Chelsea Manning décide alors de transmettre au site une vidéo qui marquera l’histoire : celle filmée d’un hélicoptère montrant une frappe américaine de 2007, dans laquelle douze personnes, dont deux journalistes de Reuters, ont été tuées. La célèbre agence de presse essayait depuis, en vain, de mettre la main sur cette vidéo. « On peut comprendre que certaines informations soient tenues secrètes quelques jours, voire même quelques années. Le problème, c’est que de plus en plus, tout devient secret, par défaut », regrette Chelsea Manning. La vidéo fera scandale.

Trahie par un confident

En mai, alors que Chelsea Manning comptait annoncer publiquement, selon elle, qu’elle était à l’origine de cette fuite, elle est convoquée par deux agents des enquêtes criminelles, après avoir été trahie par un confident avec lequel elle échangeait sur Internet. Terrifiée, elle s’est alors « enfermée dans [sa] tête », explique-t-elle. « Je me suis concentrée sur moi-même : sur qui j’étais, sur mes valeurs. »

Transférée au Koweït, isolée, elle ne sait rien de ce qui se dit alors à l’extérieur sur elle et commence à penser qu’elle a, tout bonnement, été oubliée. C’est là qu’elle tente une première fois de se suicider – plusieurs autres tentatives suivront pendant ses sept ans de détention. A nouveau transférée, aux Etats-Unis cette fois, dans une base de Virginie, elle découvre qu’elle est devenue une célébrité, quand un marine la salue avec enthousiasme. C’est ensuite qu’elle sera transférée vers Fort Leavenworth, au Kansas, où elle subira la plus grande partie de sa peine.

« Cela a été si difficile pour moi de digérer cette information de remise de peine »

Le 17 janvier, dans l’après-midi, Chelsea Manning frémit quand on vient la chercher dans l’atelier de la prison. « Je me suis dit, oh mon dieu, je vais avoir de gros problèmes. Je ne savais même pas ce que j’avais encore fait. » Dans une pièce qu’elle traverse, CNN tourne en boucle. Elle remarque le bandeau sur l’écran : celui-ci annonce une remise de peine. Elle se sent paralysée. « Cela a été si difficile pour moi de digérer cette information », explique-t-elle.

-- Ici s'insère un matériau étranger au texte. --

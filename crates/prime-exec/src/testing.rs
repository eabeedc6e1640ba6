//! Fixtures shared by the unit tests.

use std::path::Path;
use std::sync::{Arc, Mutex};

use async_trait::async_trait;
use prime_core::config::ExecConfig;
use prime_core::model::{Action, EnvSnapshot};
use prime_core::parser::parse;
use prime_core::PrimeLayout;
use prime_query::MemoryStore;
use tempfile::TempDir;

use crate::error::ExecError;
use crate::handlers::{HandlerContext, Invocation};
use crate::process::{ProcessExecutor, ShellExecutor, ShellOutput, ShellRequest, StreamSink};
use crate::registry::HandlerRegistry;

pub fn fixture(tmp: &TempDir) -> HandlerContext {
    context(tmp.path())
}

pub fn context(workspace: &Path) -> HandlerContext {
    let layout = PrimeLayout::new(workspace);
    layout.create_dirs().unwrap();
    let exec = ExecConfig::default();
    let env = EnvSnapshot::capture("test", "test-model", workspace, &exec.env_allowlist);
    HandlerContext {
        memory: MemoryStore::open(&layout).unwrap(),
        registry: HandlerRegistry::default(),
        executor: Arc::new(ProcessExecutor),
        layout,
        exec,
        env,
    }
}

pub fn action(text: &str) -> Action {
    parse(text).into_iter().next().unwrap().unwrap()
}

pub fn invocation(tmp: &TempDir, text: &str, verify: bool) -> Invocation {
    Invocation {
        action: action(text),
        sink: StreamSink::detached(),
        artifacts_dir: tmp.path().join("run/artifacts"),
        retrieval_dir: tmp.path().join("run/retrieval"),
        verify,
    }
}

/// Records requests instead of spawning anything and echoes a fixed reply
/// into the stream.
#[derive(Debug, Default)]
pub struct RecordingExecutor {
    requests: Mutex<Vec<ShellRequest>>,
}

impl RecordingExecutor {
    pub fn last(&self) -> Option<ShellRequest> {
        self.requests.lock().unwrap().last().cloned()
    }

    pub fn calls(&self) -> usize {
        self.requests.lock().unwrap().len()
    }
}

#[async_trait]
impl ShellExecutor for RecordingExecutor {
    async fn execute(
        &self,
        request: ShellRequest,
        sink: &StreamSink,
    ) -> Result<ShellOutput, ExecError> {
        self.requests.lock().unwrap().push(request);
        sink.write(b"recorded\n");
        Ok(ShellOutput {
            exit_code: Some(0),
            output: b"recorded\n".to_vec(),
            truncated: false,
        })
    }
}

/// Panics on every call.
#[derive(Debug, Default)]
pub struct PanickingExecutor;

#[async_trait]
impl ShellExecutor for PanickingExecutor {
    async fn execute(
        &self,
        _request: ShellRequest,
        _sink: &StreamSink,
    ) -> Result<ShellOutput, ExecError> {
        panic!("executor exploded")
    }
}
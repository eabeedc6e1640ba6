pub mod settings;

pub use settings::{BackendConfig, CacheConfig, ExecConfig, GovernorConfig, PrimeConfig};
use prime_core::error::CoreError;

#[derive(Debug, thiserror::Error)]
pub enum QueryError {
    #[error("Index error: {0}")]
    Index(String),

    #[error("Search error: {0}")]
    Search(String),

    #[error("Memory error: {0}")]
    Memory(String),

    #[error("Core error: {0}")]
    Core(#[from] CoreError),

    #[error("IO error: {0}")]
    Io(#[from] std::io::Error),

    #[error("Serialization error: {0}")]
    Serde(#[from] serde_json::Error),
}

impl From<tantivy::TantivyError> for QueryError {
    fn from(e: tantivy::TantivyError) -> Self {
        QueryError::Index(e.to_string())
    }
}

impl From<walkdir::Error> for QueryError {
    fn from(e: walkdir::Error) -> Self {
        QueryError::Io(e.into())
    }
}
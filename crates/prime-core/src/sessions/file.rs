use std::fs;
use std::io::{Read as _, Write as _};
use std::path::{Path, PathBuf};

use chrono::{DateTime, Utc};
use serde::de::DeserializeOwned;
use tracing::debug;

use super::{validate_session_id, SessionRecord, SessionStore};
use crate::error::CoreError;
use crate::governor::{CapabilityRecord, GovernorState};

const CAPS_FILE: &str = "caps.json";
const CLG_FILE: &str = "clg.json";
const MODEL_FILE: &str = "model.md";
const LOCK_FILE: &str = ".lock";

/// Sessions under `.prime/sessions/<id>/{caps.json, clg.json, model.md}`.
#[derive(Debug, Clone)]
pub struct FileSessionStore {
    dir: PathBuf,
}

impl FileSessionStore {
    pub fn new(dir: impl Into<PathBuf>) -> Self {
        Self { dir: dir.into() }
    }

    fn session_dir(&self, id: &str) -> Result<PathBuf, CoreError> {
        validate_session_id(id)?;
        Ok(self.dir.join(id))
    }
}

impl SessionStore for FileSessionStore {
    fn load(&self, id: &str) -> Result<Option<SessionRecord>, CoreError> {
        let dir = self.session_dir(id)?;
        let Some(model_md) = read_locked(&dir.join(MODEL_FILE))? else {
            return Ok(None);
        };
        let identity = ModelIdentity::parse(&model_md);
        let clg: GovernorState = match read_json(&dir.join(CLG_FILE))? {
            Some(clg) => clg,
            None => return Err(CoreError::NotFound(format!("{CLG_FILE} for session {id}"))),
        };
        let caps: Option<CapabilityRecord> = read_json(&dir.join(CAPS_FILE))?;

        Ok(Some(SessionRecord {
            id: id.to_string(),
            backend: identity.backend,
            model: identity.model,
            created_at: identity.created_at.unwrap_or_else(Utc::now),
            caps,
            clg,
        }))
    }

    fn save(&self, record: &SessionRecord) -> Result<(), CoreError> {
        let dir = self.session_dir(&record.id)?;
        fs::create_dir_all(&dir)?;
        write_locked(&dir.join(CLG_FILE), &serde_json::to_string_pretty(&record.clg)?)?;
        if let Some(caps) = &record.caps {
            write_locked(&dir.join(CAPS_FILE), &serde_json::to_string_pretty(caps)?)?;
        }
        write_locked(&dir.join(MODEL_FILE), &render_model_md(record))?;
        debug!(session = %record.id, mode = %record.clg.mode, "Saved session");
        Ok(())
    }

    fn list(&self) -> Result<Vec<String>, CoreError> {
        if !self.dir.is_dir() {
            return Ok(Vec::new());
        }
        let mut ids = Vec::new();
        for entry in fs::read_dir(&self.dir)? {
            let entry = entry?;
            if entry.path().join(MODEL_FILE).is_file() {
                ids.push(entry.file_name().to_string_lossy().to_string());
            }
        }
        ids.sort();
        Ok(ids)
    }

    fn update(
        &self,
        id: &str,
        change: &mut dyn FnMut(&mut SessionRecord),
    ) -> Result<SessionRecord, CoreError> {
        let dir = self.session_dir(id)?;
        fs::create_dir_all(&dir)?;
        let lock = fs::OpenOptions::new()
            .write(true)
            .create(true)
            .truncate(false)
            .open(dir.join(LOCK_FILE))?;
        fs2::FileExt::lock_exclusive(&lock).map_err(CoreError::Io)?;

        let result = self
            .load(id)
            .and_then(|record| record.ok_or_else(|| CoreError::NotFound(format!("session {id}"))))
            .and_then(|mut record| {
                change(&mut record);
                self.save(&record)?;
                Ok(record)
            });

        fs2::FileExt::unlock(&lock).map_err(CoreError::Io)?;
        result
    }
}

struct ModelIdentity {
    backend: String,
    model: String,
    created_at: Option<DateTime<Utc>>,
}

impl ModelIdentity {
    /// Read the `- key: value` lines of `model.md`.
    fn parse(text: &str) -> Self {
        let mut identity = Self {
            backend: String::new(),
            model: String::new(),
            created_at: None,
        };
        for line in text.lines() {
            let Some((key, value)) = line.strip_prefix("- ").and_then(|l| l.split_once(": ")) else {
                continue;
            };
            match key {
                "backend" => identity.backend = value.trim().to_string(),
                "model" => identity.model = value.trim().to_string(),
                "created" => {
                    identity.created_at = DateTime::parse_from_rfc3339(value.trim())
                        .ok()
                        .map(|d| d.with_timezone(&Utc))
                }
                _ => {}
            }
        }
        identity
    }
}

fn render_model_md(record: &SessionRecord) -> String {
    let mut out = format!("# Session {}\n\n", record.id);
    out.push_str(&format!("- backend: {}\n", record.backend));
    out.push_str(&format!("- model: {}\n", record.model));
    out.push_str(&format!("- created: {}\n", record.created_at.to_rfc3339()));
    out.push_str(&format!("- mode: {}\n", record.clg.mode));
    if let Some(caps) = &record.caps {
        out.push_str(&format!("- brilliance: {:.3}\n", caps.brilliance));
    }
    out
}

fn write_locked(path: &Path, contents: &str) -> Result<(), CoreError> {
    let file = fs::OpenOptions::new()
        .write(true)
        .create(true)
        .truncate(false)
        .open(path)?;
    fs2::FileExt::lock_exclusive(&file).map_err(CoreError::Io)?;
    file.set_len(0)?;
    (&file).write_all(contents.as_bytes())?;
    fs2::FileExt::unlock(&file).map_err(CoreError::Io)?;
    Ok(())
}

fn read_locked(path: &Path) -> Result<Option<String>, CoreError> {
    let file = match fs::File::open(path) {
        Ok(file) => file,
        Err(e) if e.kind() == std::io::ErrorKind::NotFound => return Ok(None),
        Err(e) => return Err(e.into()),
    };
    fs2::FileExt::lock_shared(&file).map_err(CoreError::Io)?;
    let mut data = String::new();
    (&file).read_to_string(&mut data)?;
    fs2::FileExt::unlock(&file).map_err(CoreError::Io)?;
    Ok(Some(data))
}

fn read_json<T: DeserializeOwned>(path: &Path) -> Result<Option<T>, CoreError> {
    match read_locked(path)? {
        Some(data) => Ok(Some(serde_json::from_str(&data)?)),
        None => Ok(None),
    }
}
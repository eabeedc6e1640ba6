use std::collections::BTreeMap;
use std::fs;

use serde::{Deserialize, Serialize};

use crate::error::CoreError;
use crate::layout::PrimeLayout;
use crate::model::Mode;

#[derive(Debug, Clone, PartialEq, Serialize, Deserialize)]
#[serde(default)]
pub struct BackendConfig {
    /// Shell command that reads a prompt on stdin and streams the reply on
    /// stdout.
    pub command: Option<String>,
    pub model: String,
}

impl Default for BackendConfig {
    fn default() -> Self {
        Self {
            command: None,
            model: "unknown".into(),
        }
    }
}

#[derive(Debug, Clone, PartialEq, Serialize, Deserialize)]
#[serde(default)]
pub struct ExecConfig {
    pub default_timeout_secs: u64,
    pub shell: String,
    pub env_allowlist: Vec<String>,
    /// Output beyond this many bytes only reaches the stream file: it is
    /// not kept in memory, in result data or in the cache.
    pub max_output_bytes: usize,
}

impl Default for ExecConfig {
    fn default() -> Self {
        Self {
            default_timeout_secs: 300,
            shell: "sh".into(),
            env_allowlist: ["PATH", "HOME", "LANG", "USER", "TERM"]
                .into_iter()
                .map(String::from)
                .collect(),
            max_output_bytes: 64 * 1024,
        }
    }
}

#[derive(Debug, Clone, PartialEq, Serialize, Deserialize)]
#[serde(default)]
pub struct CacheConfig {
    pub enabled: bool,
}

impl Default for CacheConfig {
    fn default() -> Self {
        Self { enabled: true }
    }
}

#[derive(Debug, Clone, PartialEq, Serialize, Deserialize)]
#[serde(default)]
pub struct GovernorConfig {
    pub initial_mode: Mode,
    /// Number of recent turns kept in the session window.
    pub window: usize,
}

impl Default for GovernorConfig {
    fn default() -> Self {
        Self {
            initial_mode: Mode::M2,
            window: 10,
        }
    }
}

/// Contents of `.prime/config.json`. Missing fields take their defaults.
#[derive(Debug, Clone, Default, PartialEq, Serialize, Deserialize)]
#[serde(default)]
pub struct PrimeConfig {
    pub backend: BackendConfig,
    pub exec: ExecConfig,
    pub cache: CacheConfig,
    pub governor: GovernorConfig,
    /// Extra verb aliases, merged over the built-in ones.
    pub aliases: BTreeMap<String, String>,
}

impl PrimeConfig {
    /// Read the config, falling back to defaults when the file is absent.
    pub fn load(layout: &PrimeLayout) -> Result<Self, CoreError> {
        let path = layout.config_path();
        if !path.exists() {
            return Ok(Self::default());
        }
        let data = fs::read_to_string(&path)?;
        serde_json::from_str(&data)
            .map_err(|e| CoreError::Config(format!("{}: {e}", path.display())))
    }

    pub fn save(&self, layout: &PrimeLayout) -> Result<(), CoreError> {
        let json = serde_json::to_string_pretty(self)?;
        fs::write(layout.config_path(), json)?;
        Ok(())
    }

    /// Built-in verb aliases overlaid with the configured ones.
    pub fn verb_aliases(&self) -> BTreeMap<String, String> {
        let mut aliases: BTreeMap<String, String> = [
            ("read", "get"),
            ("exec", "run"),
            ("shell", "run"),
            ("write", "set"),
        ]
        .into_iter()
        .map(|(a, v)| (a.to_string(), v.to_string()))
        .collect();
        aliases.extend(self.aliases.clone());
        aliases
    }
}
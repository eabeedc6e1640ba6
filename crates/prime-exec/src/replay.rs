//! Rebuilding a run from a prior run directory and the cache.

use std::fs;
use std::path::Path;

use prime_core::cache::{CacheKey, CacheStore};
use prime_core::model::{Action, ActionId, ActionResult, ActionSpec, ErrorCode, StepKind};
use prime_core::parser::FenceParser;
use prime_core::runlog::{RunContext, RunDir};
use serde::Serialize;
use tracing::{debug, info, warn};

use crate::error::ExecError;
use crate::handlers::HandlerContext;
use crate::keys::action_key;
use crate::registry::Resolution;

/// What a replay produced.
#[derive(Debug, Clone, Default, PartialEq, Serialize)]
pub struct ReplayReport {
    pub results: Vec<ActionResult>,
    /// Ids whose recomputed key had no cache entry.
    pub missing: Vec<String>,
}

/// Walks the `COMMAND` steps of a source run and serves each one from the
/// cache without invoking any handler.
pub struct Replayer<'a> {
    ctx: &'a HandlerContext,
    cache: &'a CacheStore,
    parser: &'a FenceParser,
}

impl<'a> Replayer<'a> {
    pub fn new(ctx: &'a HandlerContext, cache: &'a CacheStore, parser: &'a FenceParser) -> Self {
        Self { ctx, cache, parser }
    }

    /// Replay `source` into `run`. `USER` and `PLAN` steps are copied as
    /// they are. Actions that never reached a handler in the source run
    /// (parse errors, blocked or unregistered actions) get their logged
    /// result back; every other action is looked up by its recomputed key,
    /// which must match the key logged in the source run. A missing or
    /// mismatched entry writes a `WARN` step and replay moves on.
    pub fn replay(&self, source: &RunDir, run: &mut RunContext) -> Result<ReplayReport, ExecError> {
        let steps = source.steps()?;
        let mut report = ReplayReport::default();

        for (pos, (_, kind, path)) in steps.iter().enumerate() {
            match kind {
                StepKind::User | StepKind::Plan => {
                    run.append(kind.clone(), fs::read(path)?)?;
                }
                StepKind::Command(id) => {
                    let raw = fs::read_to_string(path)?;
                    run.append(StepKind::Command(id.clone()), &raw)?;
                    let logged = steps[pos + 1..]
                        .iter()
                        .find(|(_, k, _)| matches!(k, StepKind::Result(r) if r == id))
                        .map(|(_, _, p)| self.read_result(id, p))
                        .transpose()?
                        .flatten();
                    self.replay_action(run, id, &raw, logged, &mut report)?;
                }
                _ => {}
            }
        }

        info!(
            source = %source.name(),
            run = run.name(),
            actions = report.results.len(),
            missing = report.missing.len(),
            "Replay finished"
        );
        Ok(report)
    }

    fn replay_action(
        &self,
        run: &mut RunContext,
        id: &ActionId,
        raw: &str,
        logged: Option<ActionResult>,
        report: &mut ReplayReport,
    ) -> Result<(), ExecError> {
        if let Some(result) = logged.as_ref().filter(|r| r.cache_key.is_empty()) {
            debug!(id = %id, "Reusing logged result of an action that never ran");
            run.append_result(result)?;
            report.results.push(result.clone());
            return Ok(());
        }

        let key = match self.recompute_key(id, raw) {
            Ok(key) => key,
            Err(reason) => return self.missing(run, id, reason, report),
        };
        // The logged key is authoritative: a different recomputed key means
        // the inputs changed since the source run.
        if let Some(logged) = logged.as_ref().filter(|r| r.cache_key != key.as_str()) {
            let reason = format!(
                "inputs of {id} changed since the source run (logged {}, now {key})",
                logged.cache_key
            );
            return self.missing(run, id, reason, report);
        }
        match self.cache.lookup(&key)? {
            Some(cached) => {
                let result = cached.result.replayed_for(id.as_str());
                run.append_result(&result)?;
                run.append_stream(id, &cached.stream)?;
                report.results.push(result);
                Ok(())
            }
            None => self.missing(run, id, format!("no cache entry for {id} ({key})"), report),
        }
    }

    fn recompute_key(&self, id: &ActionId, raw: &str) -> Result<CacheKey, String> {
        let mut action = self.reparse(raw)?;
        action.header.id = id.clone();
        match self.ctx.registry.resolve(&action, &self.ctx.layout) {
            Resolution::Handler(kind) => {
                action_key(self.ctx, &action, kind).map_err(|e| format!("cannot compute key for {id}: {e}"))
            }
            Resolution::Unregistered { reason, .. } => {
                Err(format!("{id} no longer resolves to a handler: {reason}"))
            }
        }
    }

    fn reparse(&self, raw: &str) -> Result<Action, String> {
        match self.parser.parse(raw).into_iter().next() {
            Some(Ok(action)) => Ok(action),
            Some(Err(issue)) => Err(issue.to_string()),
            None => Err("no fence in logged command".into()),
        }
    }

    fn missing(
        &self,
        run: &mut RunContext,
        id: &ActionId,
        reason: String,
        report: &mut ReplayReport,
    ) -> Result<(), ExecError> {
        warn!(id = %id, reason = %reason, "Replay entry missing");
        run.append(StepKind::Warn, format!("{}\n", ErrorCode::ReplayMissingEntry.warning(&reason)))?;
        let result = ActionResult::error(id.as_str(), ErrorCode::ReplayMissingEntry, reason);
        run.append_result(&result)?;
        report.results.push(result);
        report.missing.push(id.to_string());
        Ok(())
    }

    /// Result logged for `id` in the source run, if the file still parses.
    fn read_result(&self, id: &ActionId, path: &Path) -> Result<Option<ActionResult>, ExecError> {
        let text = fs::read_to_string(path)?;
        let parsed = self.parser.parse(&text).into_iter().next();
        let Some(Ok(Action {
            spec: ActionSpec::Result(spec),
            ..
        })) = parsed
        else {
            warn!(id = %id, path = %path.display(), "Unreadable result step");
            return Ok(None);
        };
        Ok(spec
            .payload
            .as_ref()
            .and_then(|payload| ActionResult::from_payload(id.as_str(), payload).ok()))
    }
}

#[cfg(test)]
mod tests {
    use super::*;
    use crate::dispatcher::Dispatcher;
    use crate::testing::{fixture, RecordingExecutor};
    use prime_core::model::Mode;
    use prime_core::parser::parse;
    use std::sync::Arc;
    use tempfile::TempDir;

    fn labels(dir: &Path) -> Vec<String> {
        RunDir::open(dir)
            .unwrap()
            .steps()
            .unwrap()
            .into_iter()
            .map(|(_, kind, _)| match kind.action_id() {
                Some(id) => format!("{}:{id}", kind.label()),
                None => kind.label().to_string(),
            })
            .collect()
    }

    async fn recorded_run(
        tmp: &TempDir,
        reply: &str,
    ) -> (Arc<RecordingExecutor>, RunDir, Vec<ActionResult>) {
        let recorder = Arc::new(RecordingExecutor::default());
        let mut ctx = fixture(tmp);
        ctx.executor = recorder.clone();
        let mut run = RunContext::create(&ctx.layout.runs_dir(), "source", &ctx.env).unwrap();
        run.append(StepKind::User, "build it\n").unwrap();
        run.append(StepKind::Plan, reply).unwrap();
        let cache = Arc::new(CacheStore::open(ctx.layout.cache_dir()).unwrap());
        let dispatcher = Dispatcher::new(ctx, Mode::M4.constraints()).with_cache(cache);
        let report = dispatcher.dispatch(&mut run, parse(reply)).await.unwrap();
        run.finish().unwrap();
        (recorder, RunDir::open(run.dir()).unwrap(), report.results)
    }

    fn replay(tmp: &TempDir, source: &RunDir) -> (ReplayReport, RunDir) {
        let ctx = fixture(tmp);
        let cache = CacheStore::open(ctx.layout.cache_dir()).unwrap();
        let parser = FenceParser::default();
        let mut run = RunContext::create(&ctx.layout.runs_dir(), "replay", &ctx.env).unwrap();
        let report = Replayer::new(&ctx, &cache, &parser)
            .replay(source, &mut run)
            .unwrap();
        (report, RunDir::open(run.dir()).unwrap())
    }

    fn data_json(result: &ActionResult) -> String {
        serde_json::to_string(&result.data).unwrap()
    }

    #[tokio::test]
    async fn test_replay_serves_cache_without_running() {
        let tmp = TempDir::new().unwrap();
        let reply = "```run#r1 lang=\"sh\"\nmake\n```\n```run#r2 lang=\"cobol\"\nRUN.\n```\n";
        let (recorder, source, _) = recorded_run(&tmp, reply).await;
        assert_eq!(recorder.calls(), 1);

        let ctx = fixture(&tmp);
        let cache = CacheStore::open(ctx.layout.cache_dir()).unwrap();
        let parser = FenceParser::default();
        let mut run = RunContext::create(&ctx.layout.runs_dir(), "replay", &ctx.env).unwrap();
        let report = Replayer::new(&ctx, &cache, &parser)
            .replay(&source, &mut run)
            .unwrap();

        assert!(report.missing.is_empty());
        assert!(report.results[0].cache_hit);
        assert_eq!(report.results[0].for_id, "r1");
        assert_eq!(report.results[1].error_code(), Some(ErrorCode::UnknownHandler));
        assert_eq!(labels(run.dir()), labels(source.dir()));
    }

    #[tokio::test]
    async fn test_missing_entry_warns_and_continues() {
        let tmp = TempDir::new().unwrap();
        std::fs::write(tmp.path().join("a.txt"), "v1\n").unwrap();
        let reply = "```get#g1 path=\"a.txt\"\n```\n```run#r1 lang=\"sh\"\nmake\n```\n";
        let (_, source, _) = recorded_run(&tmp, reply).await;

        // The file changed since the source run, so its key has no entry.
        std::fs::write(tmp.path().join("a.txt"), "v2\n").unwrap();
        let ctx = fixture(&tmp);
        let cache = CacheStore::open(ctx.layout.cache_dir()).unwrap();
        let parser = FenceParser::default();
        let mut run = RunContext::create(&ctx.layout.runs_dir(), "replay", &ctx.env).unwrap();
        let report = Replayer::new(&ctx, &cache, &parser)
            .replay(&source, &mut run)
            .unwrap();

        assert_eq!(report.missing, ["g1"]);
        assert_eq!(report.results[0].error_code(), Some(ErrorCode::ReplayMissingEntry));
        assert!(report.results[1].cache_hit);
        assert_eq!(
            labels(run.dir()),
            [
                "USER",
                "PLAN",
                "COMMAND:g1",
                "WARN",
                "RESULT:g1",
                "COMMAND:r1",
                "RESULT:r1",
                "STREAM:r1"
            ]
        );
    }

    #[tokio::test]
    async fn test_unchanged_source_replays_identical_data() {
        let tmp = TempDir::new().unwrap();
        std::fs::write(tmp.path().join("a.txt"), "v1\n").unwrap();
        let reply = "```get#g1 path=\"a.txt\"\n```\n```get#g2 path=\"a.txt\" range=\"1..1\"\n```\n";
        let (_, source, original) = recorded_run(&tmp, reply).await;

        let (report, _) = replay(&tmp, &source);
        assert!(report.missing.is_empty());
        assert_eq!(report.results.len(), original.len());
        for (replayed, first) in report.results.iter().zip(&original) {
            assert!(replayed.cache_hit);
            assert_eq!(replayed.cache_key, first.cache_key);
            assert_eq!(data_json(replayed), data_json(first));
        }
    }

    #[tokio::test]
    async fn test_read_before_write_is_not_served_a_later_entry() {
        let tmp = TempDir::new().unwrap();
        std::fs::write(tmp.path().join("a.txt"), "v1\n").unwrap();
        let reply = "```get#g1 path=\"a.txt\"\n```\n\
                     ```set#s1 path=\"a.txt\"\nv2\n```\n\
                     ```get#g2 path=\"a.txt\"\n```\n";
        let (_, source, original) = recorded_run(&tmp, reply).await;
        assert!(data_json(&original[0]).contains("v1"));
        assert_ne!(original[0].cache_key, original[2].cache_key);

        let (report, run) = replay(&tmp, &source);
        assert_eq!(report.missing, ["g1"]);
        assert_eq!(report.results[0].error_code(), Some(ErrorCode::ReplayMissingEntry));
        assert!(labels(run.dir()).contains(&"WARN".to_string()));
        for i in [1, 2] {
            assert!(report.results[i].cache_hit, "{}", report.results[i].for_id);
            assert_eq!(data_json(&report.results[i]), data_json(&original[i]));
        }
    }
}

Que va-t-il désormais se passer pour la lanceuse d’alerte ? Après une sortie très discrète, elle avait décidé de révéler son visage sur les réseaux sociaux et commence, depuis quelques jours, à témoigner dans la presse et des émissions de télévision. Un documentaire, réalisé par la journaliste américaine Laura Poitras (déjà à l’origine du film sur Edward Snowden, Citizenfour), est prévu pour cet automne. Ses propres mémoires, rédigées en prison, pourraient être éditées prochainement.

Du côté de la justice, malgré la remise de peine, sa condamnation n’est pas effacée ; une procédure en appel a été engagée afin de « laver son nom », selon les mots de l’avocate de Chelsea Manning, Nancy Hollander. Une procédure qui pourrait aller jusqu’à la Cour suprême.